The Architects of Fate
A mysterious assailant has bombed the New Trigate bridges and it's up to the Batfamily to find out who and why. How does the history of Gotham's founding families relate to the tragic events of the present? Well that's exactly what Dick Grayson plans on finding out.
I absolutely love this cover, everything about it is just so aesthetically pleasing. It reminds me of Grant Morrison's Gothic. The stained glass window with the various members of the Batfamily is an excellent touch and a really powerful image to offset Dick in the foreground.
I'm not very familiar with Trevor McCarthy, but he's really impressed me with this issue. He turns in some really great artwork in this issue. His style very much reminds me of the art on the Batman Beyond animated series. It's dark and brooding, but the line work and coloring of Guy Major give it a vibrant, animated feel. The start of this issue is very action heavy and this gives McCarthy a chance to really show his stuff. This guy has a knack for drawing motion and movement and making it feel appropriately dynamic. The panels with Dick rescuing those in need after the bombing flow so fluidly and really drew me into the story. McCarthy also does a good job of using the character's facial expressions to properly emote. There's a women trapped underwater in her car and the look of despair on her face said a lot more than any words could've.
Like McCarthy, I knew nothing about Scott Higgins until I read this comic. And once again, I've got to say I'm highly impressed. He's got a good handle on just how all the various members of the Batfamily thinks, speaks, behaves, and interacts with one another. There's on moment in particular that shows this very well. Immediately after the clean up work ends Gordon and Dick compare notes on the situation and Gordon offers him a little encouragement and reassures him that he did all he could and that that was all he could do. Dick at times has this drive to try to save everybody, after all the loss he's endured in his life he never wants to see another innocent perish, especially under his watch. This story offers the perfect opportunity for Higgins to explore this aspect of Dick's nature. It's not that other writers haven't done this recently, Morrison definitely tapped into this vein during the beginning of Batman And Robin, but he played it a bit too neurotic for my taste. Higgins gives Dick the appropriate amount of guilt tempered with resolve. Higgins allows this tragedy to galvanize him versus paralyzing him.
I'm always a fan of Dick and Tim teaming up. Bar none, they are easily my favorite duo in the history of comics. Higgins excellent characterization of both takes something I love and makes it all the better. Tim's more laid back, go with the flow nature serves as a perfect balance for Dick this issue.
Dick goes to put the pressure on the Penguin and see if he can rattle some information of him. I've always loved the way that Batman has interacted with the Penguin over the years. We've seen this dance before, but Higgins hits all the right steps in perfect rhythm.

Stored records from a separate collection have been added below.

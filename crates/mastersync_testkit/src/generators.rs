//! Property-based test generators using proptest.

use proptest::prelude::*;
use serde_json::{json, Value};

/// Strategy for category names that no registry tier resolves.
pub fn unknown_category_strategy() -> impl Strategy<Value = String> {
    prop::string::string_regex("Zz[a-z]{3,12}").expect("Invalid regex")
}

/// Strategy for language codes.
pub fn lang_code_strategy() -> impl Strategy<Value = String> {
    prop::sample::select(vec!["eng", "fra", "ara", "hin", "tam", "kan"]).prop_map(str::to_string)
}

/// Strategy for `Language` records with unique codes.
pub fn language_records_strategy(max: usize) -> impl Strategy<Value = Vec<Value>> {
    prop::collection::btree_map("[a-z]{3}", ("[A-Za-z ]{1,20}", any::<bool>()), 0..max).prop_map(
        |rows| {
            rows.into_iter()
                .map(|(code, (name, active))| {
                    json!({"code": code, "name": name, "isActive": active})
                })
                .collect()
        },
    )
}

/// Strategy for `ReasonList` records, a composite-keyed shape.
pub fn reason_records_strategy(max: usize) -> impl Strategy<Value = Vec<Value>> {
    prop::collection::vec(
        ("[A-Z]{3}", "[A-Z]{3}", lang_code_strategy(), "[a-z ]{0,30}"),
        0..max,
    )
    .prop_map(|rows| {
        rows.into_iter()
            .map(|(code, category, lang, name)| {
                json!({"code": code, "rsnCatCode": category, "langCode": lang, "name": name})
            })
            .collect()
    })
}

/// Strategy for a word rendered in random letter case.
pub fn mixed_case_strategy(word: &'static str) -> impl Strategy<Value = String> {
    prop::collection::vec(any::<bool>(), word.len()).prop_map(move |upper| {
        word.chars()
            .zip(upper)
            .map(|(c, up)| {
                if up {
                    c.to_ascii_uppercase()
                } else {
                    c.to_ascii_lowercase()
                }
            })
            .collect()
    })
}

/// Strategy for dynamic field records named after `name` in random case.
pub fn dynamic_records_strategy(
    name: &'static str,
    max: usize,
) -> impl Strategy<Value = Vec<Value>> {
    prop::collection::vec(
        (mixed_case_strategy(name), lang_code_strategy(), "[A-Z0-9]{1,6}"),
        1..max,
    )
    .prop_map(|rows| {
        rows.into_iter()
            .enumerate()
            .map(|(index, (name, lang, code))| {
                json!({
                    "id": format!("dyn-{index}"),
                    "name": name,
                    "langCode": lang,
                    "fieldVal": [{"code": code}],
                    "isActive": true
                })
            })
            .collect()
    })
}

#[cfg(test)]
mod tests {
    use super::*;

    proptest! {
        #[test]
        fn mixed_case_keeps_letters(word in mixed_case_strategy("religion")) {
            prop_assert_eq!(word.to_lowercase(), "religion");
        }

        #[test]
        fn language_codes_unique(records in language_records_strategy(20)) {
            let mut codes: Vec<&str> = records.iter().map(|r| r["code"].as_str().unwrap()).collect();
            let len = codes.len();
            codes.dedup();
            prop_assert_eq!(codes.len(), len);
        }
    }
}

It was good to see the Batfamily interacting outside of their uniforms, it's something that I find all too rare these days.
The appearance of Hush at the end of this issue definitely has me excited. He's one of my favorite Batman villains and I can't wait to see what Snyder and Higgins have planned for him. Nobody's used him nearly as well as Loeb did since his creation, but I'm optimistic that this team of writers can turn this around. I also like the design of this Architect guy. It's very Victorian era steampunk and conjurs up memories of Alan Moore's League of Extraordinary Gentlemen or Mike Mignola's Hellboy.
DC pulled a pretty clever bait and switch on me. I brought this issue because I believed that Snyder and Higgins were co-writing this. They even Give Snyder top billing on the cover. Turns out they collaborated on the story, but Higgins does the heavy lifting. A very sly business move, which I must admire, but nonetheless I wag my finger shamefully at you DC...
As much as I enjoyed McCarthy's art this issue there were a few hiccups. The underwater sequences with Dick rescuing the woman trapped in her car was overall excellent but was a little confusing due to the coloring. McCarthy definitely understands the physics of how bodies move when submerged in water, however the facial expressions that he drew on the drowned victims is awkward and distracting. This removes some of the impact of the sober moment unfolding before us. The inking on the faces of men in this comic makes everybody look like they have soul patches. While he nails everybody's costumes Damian and Tim look particularly unlike themselves. Tim looks too young and his hair is completely off and Damien looks a bit too old.
It seems that Cassie's appearance in this issue amounts to no more than a needless cameo, hopefully next issue will prove me wrong on this, but as of now I'm most unsatisfied with her use in this issue.
Buy This Comic!!!
Higgins and McCarthy have come out of left field and hit me with a well placed sucker punch. These guys were totally off my radar and from here on out I'll definitely be paying close attention. This issue does everything that an introduction is supposed to and does it all just right. I'm definitely going to be sticking around to see where this mini series goes, if the rest of the journey's as great as the beginning then we're all in for quite a treat.